Cumhurbaşkanı Recep Tayyip Erdoğan, Cumhurbaşkanlığı Külliyesi'nde düzenlenen “Ankara Devlet Protokol İftarı” programında konuştu.
TIKLAYIN - ERDOĞAN'IN KORUMALARININ ABD'DE PROTESTOCULARA SALDIRISI OLAYINDA İKİ TUTUKLAMA
ABD’de, Türkiye Büyükelçiliği önündeki protestoculara saldıran koruma polisleri hakkında tutuklama kararı çıkarılmasına tepki gösteren Erdoğan, “Bu korumalar, beni korumayacaksa niçin bunları ben yanımda Amerika'ya götürüyorum? Amerika'nın Hans'ı ile George'u ile mi kendimi koruyacağım?” diye sordu.
Cumhurbaşkanı Erdoğan özetle şunları söyledi:
“Kıskanılan bir ülkeyiz, kıskanılan bir milletiz”

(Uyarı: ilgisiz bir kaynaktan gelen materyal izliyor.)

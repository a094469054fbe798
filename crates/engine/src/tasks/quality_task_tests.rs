// SPDX-License-Identifier: BUSL-1.1
// Copyright (c) 2026 Alfred Jean LLC

use super::*;
use crate::quality::{Issue, PrincipleResult};

#[test]
fn failure_summary_lists_only_failed_principles() {
    let report = QualityReport::assemble(
        vec![
            PrincipleResult::new("tested", false, 0.2, vec![Issue::error("tests failed (exit 1)")]),
            PrincipleResult::new("readable", true, 1.0, vec![]),
            PrincipleResult::new("understandable", true, 1.0, vec![]),
            PrincipleResult::new("secured", true, 1.0, vec![]),
            PrincipleResult::new("trackable", true, 1.0, vec![]),
        ],
        PrincipleResult::new("completeness", true, 1.0, vec![]),
        0.70,
        None,
    );
    assert!(!report.passed);

    let summary = report
        .principles
        .iter()
        .filter(|p| !p.passed)
        .map(|p| format!("{}: {}", p.name, p.issues.iter().map(|i| i.message.clone()).collect::<Vec<_>>().join("; ")))
        .collect::<Vec<_>>()
        .join("\n");
    assert!(summary.contains("tested"));
    assert!(!summary.contains("readable"));
}

#[test]
fn partial_accept_retries_when_attempts_and_score_have_room() {
    assert_eq!(partial_accept_reason(0.5, 0, 3, None), None);
    assert_eq!(partial_accept_reason(0.5, 0, 3, Some(0.2)), None);
}

#[test]
fn partial_accept_fires_at_attempt_limit() {
    assert_eq!(partial_accept_reason(0.5, 2, 3, Some(0.2)), Some("quality attempt limit reached"));
}

#[test]
fn partial_accept_fires_on_stagnant_score() {
    assert_eq!(
        partial_accept_reason(0.501, 0, 3, Some(0.5)),
        Some("score stopped improving across repair attempts")
    );
}

#[test]
fn passing_report_needs_no_jump_target() {
    let report = QualityReport::assemble(
        vec![
            PrincipleResult::new("tested", true, 1.0, vec![]),
            PrincipleResult::new("readable", true, 1.0, vec![]),
            PrincipleResult::new("understandable", true, 1.0, vec![]),
            PrincipleResult::new("secured", true, 1.0, vec![]),
            PrincipleResult::new("trackable", true, 1.0, vec![]),
        ],
        PrincipleResult::new("completeness", true, 1.0, vec![]),
        0.70,
        None,
    );
    assert!(report.passed);
}
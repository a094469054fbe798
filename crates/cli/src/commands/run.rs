// SPDX-License-Identifier: BUSL-1.1
// Copyright (c) 2026 Alfred Jean LLC

//! `forge run <spec>` — submit and run a pre-built workflow spec file.
//!
//! Unlike `plan`/`develop`, which construct a workflow from a free-form
//! request, `run` takes a JSON-serialized [`forge_core::Workflow`] straight
//! from disk. This is the escape hatch for workflows assembled by tooling
//! other than this CLI's own planner.

use std::path::{Path, PathBuf};

use anyhow::{Context, Result};
use forge_core::Workflow;

use crate::client::DaemonClient;

use super::Ctx;

#[derive(clap::Args)]
pub struct RunArgs {
    /// Path to a JSON-serialized workflow spec
    pub spec: PathBuf,
}

pub async fn handle(args: RunArgs, ctx: &Ctx, project_root: &Path) -> Result<()> {
    let raw = std::fs::read_to_string(&args.spec)
        .with_context(|| format!("failed to read {}", args.spec.display()))?;
    let workflow: Workflow = serde_json::from_str(&raw)
        .with_context(|| format!("failed to parse {} as a workflow spec", args.spec.display()))?;

    let client = DaemonClient::for_action(project_root, ctx.provider.as_str()).await?;
    client.submit_workflow(&workflow).await?;
    let workflow = client.run_workflow(workflow.id.as_str()).await?;

    println!("workflow {}: {:?}", workflow.id.as_str(), workflow.status);
    for stage in workflow.stages.values() {
        println!("  {:<12} {:?}", stage.ref_id, stage.status);
    }
    Ok(())
}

“Siyasi, sosyal, ekonomik fay hatlarımıza yönelik saldırıların bundan sonra da devam edeceği açıktır. Zira kıskanılan bir ülkeyiz, kıskanılan bir milletiz. Bu sebeple ülkemizin güvenlik konseptinde köklü bir değişikliğe gitmemiz şart olmuştur.
“Saldırıları kendi sınırlarımız ve mahremiyet alanlarımız içinde karşılamanın ağır maliyetini yeteri kadar ödedik. Bundan sonra sorunlara doğrudan kaynağında müdahale edecek, çözümleri orada arayacağız.
“Fırat Kalkanı Harekatı bu anlayışın ne kadar isabetli ve netice verici olduğunu bize göstermiştir.
“Türkiye'yi terör örgütleriyle kuşatmaya çalışanların oyunlarının ilk perdesini inşallah bozduk. Bu şimdi bir şeyi gösteriyor; bu millet demek ki isterse yapar. Öyleyse gecikme olmadan birçok şeyi yapmamız gerekiyor.
“Gecikirsek bunlar aleyhe tecelli eder, onun için gecikemeyiz. Adımları anında atmamız lazım. Şimdi bu oyunu tüm sınırlarımız boyunca işlemez hale getirmenin hazırlıklarını yapıyoruz.”
“Yasama, yürütme, yargı uyumunu kaybetmesin”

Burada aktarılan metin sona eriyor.